Jentil uses it's own loader to load partials from the partials/ directory. You should call eg: \Jentil()->utilities->loader->loadPartial('header', 'some-slug'), instead of \get_header('some-slug').

Template hooks

You should rarely need to add your own templates, as Jentil comes with template hooks you can use to add or remove stuff from the bundled templates.

The following action hooks are available:

  • jentil_before_header
  • jentil_inside_header
  • jentil_after_header
  • jentil_after_after_header
  • jentil_before_before_title
  • jentil_before_title
  • jentil_after_title
  • jentil_before_content
  • jentil_after_content
  • jentil_after_after_content
  • jentil_before_before_footer
  • jentil_before_footer
  • jentil_inside_footer
  • jentil_after_footer

Post type templates

WordPress introduced post type templates in version 4.7, as an extension of page templates to all post types. WordPress looks for post type templates in the root of your theme.

Jentil's loader does not load any template (or partial) from your theme's root at all. So if you placed post type templates here, though they may be recognised by WordPress and listed in the Page Template dropdown in the post edit screen, they would not be loaded by Jentil.

To use post type templates in your own theme, add the templates in the templates/ directory, and use the theme_{$post_type}_templates filter.

Jentil uses this hook to add page builder templates, and provides an AbstractPostTypeTemplate setup class your theme's post type templates can inherit from.


Jentil's styles are designed to be used, so we do not encourage that you dequeue it, unless you intend to recompile and enqueue in your own theme.

Care has been taken to make them as basic as possible, so they do not get in your way.

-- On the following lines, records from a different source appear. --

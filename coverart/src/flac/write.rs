use super::FlacFile;
use super::block::{Block, BlockType};
use super::read::verify_flac;
use crate::config::WriteOptions;
use crate::error::{CoverError, Result};
use crate::id3::find_id3v2;
use crate::id3::v2::write::create_tag;
use crate::util::io::{FileLike, Length, Truncate, overwrite_all, read_all};
use crate::xiph::write::create_comments;

use std::io::Cursor;

/// Rewrite the metadata of a FLAC stream
///
/// Every metadata block other than `VORBIS_COMMENT`, `PICTURE`, and `PADDING` is kept as-is, in
/// its original order. The Xiph comment and picture blocks are then appended, followed by a fresh
/// `PADDING` block. The audio frames are never touched.
pub(crate) fn write_to<F>(file: &mut F, flac_file: &FlacFile, write_options: WriteOptions) -> Result<()>
where
	F: FileLike,
	CoverError: From<<F as Truncate>::Error>,
	CoverError: From<<F as Length>::Error>,
{
	let file_bytes = read_all(file)?;
	let mut cursor = Cursor::new(file_bytes);

	// We don't need the ID3v2 tag, but reading it will seek to the end of it if it exists
	find_id3v2(&mut cursor, false)?;
	let id3v2_end = cursor.position() as usize;

	let mut stream_info = verify_flac(&mut cursor)?;
	let mut is_last_block = stream_info.is_last;
	stream_info.is_last = false;

	let mut metadata_range = (stream_info.range.start as usize)..(stream_info.range.end as usize);
	let mut blocks = vec![stream_info];
	while !is_last_block {
		let mut block = Block::read(&mut cursor, |ty| !ty.is_rewritten())?;

		is_last_block = block.is_last;
		metadata_range.end = block.range.end as usize;

		if block.ty.is_rewritten() {
			log::trace!("FLAC: Dropping a {:?} block", block.ty);
			continue;
		}

		// The last block is decided once everything is collected
		block.is_last = false;
		blocks.push(block);
	}

	if let Some(xiph_comment) = &flac_file.xiph_comment {
		blocks.push(Block::new(
			BlockType::VorbisComment,
			create_comments(xiph_comment)?,
		));
	}

	for picture in &flac_file.pictures {
		blocks.push(Block::new(BlockType::Picture, picture.as_bytes()?));
	}

	if let Some(preferred_padding) = write_options.preferred_padding {
		log::trace!("Adding {preferred_padding} bytes of padding");
		blocks.push(Block::new(
			BlockType::Padding,
			vec![0; preferred_padding as usize],
		));
	}

	if let Some(last) = blocks.last_mut() {
		last.is_last = true;
	}

	let mut metadata = Vec::new();
	for block in &blocks {
		block.write_to(&mut metadata)?;
	}

	log::debug!(
		"Writing {} FLAC metadata blocks, {} bytes",
		blocks.len(),
		metadata.len()
	);

	let mut file_bytes = cursor.into_inner();

	// The metadata sits after the ID3v2 tag, so it has to be replaced first
	file_bytes.splice(metadata_range, metadata);

	if let Some(id3v2) = &flac_file.id3v2_tag {
		log::debug!("Rewriting the ID3v2 tag of a FLAC file");
		let tag_bytes = create_tag(id3v2, write_options)?;
		file_bytes.splice(..id3v2_end, tag_bytes);
	}

	overwrite_all(file, &file_bytes)
}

You can simply enqueue your own theme's style sheet(s) after Jentil's.


Jentil employs, and encourages, proper, isolated unit tests. jentil-theme comes with WP Browser and Function Mocker for testing. You may swap these out for whatever testing framework you are comfortable with.

WP Browser uses Codeception, which, in turn uses PHPUnit, so it should take care of most testing needs. In addition to unit tests, you may add integration, functional and acceptance tests, using the same setup.

Run all tests with composer run test, as defined in composer.json, under scripts configuration.


Jentil is desinged using the SUV architecture. You might want to check that out, as it may give a better understanding of the core philosophy underpinning Jentil's development.


The following projects are powered by Jentil:


Run tests with composer run test.


  1. Fork it
  2. Switch to the master branch: git checkout master
  3. Create your feature branch: git checkout -b my-new-feature
  4. Make your changes, updating changelog and documentation as appropriate.
  5. Commit your changes: git commit
  6. Push to the branch: git push origin my-new-feature
  7. Submit a new Pull Request against the GrottoPress:master branch.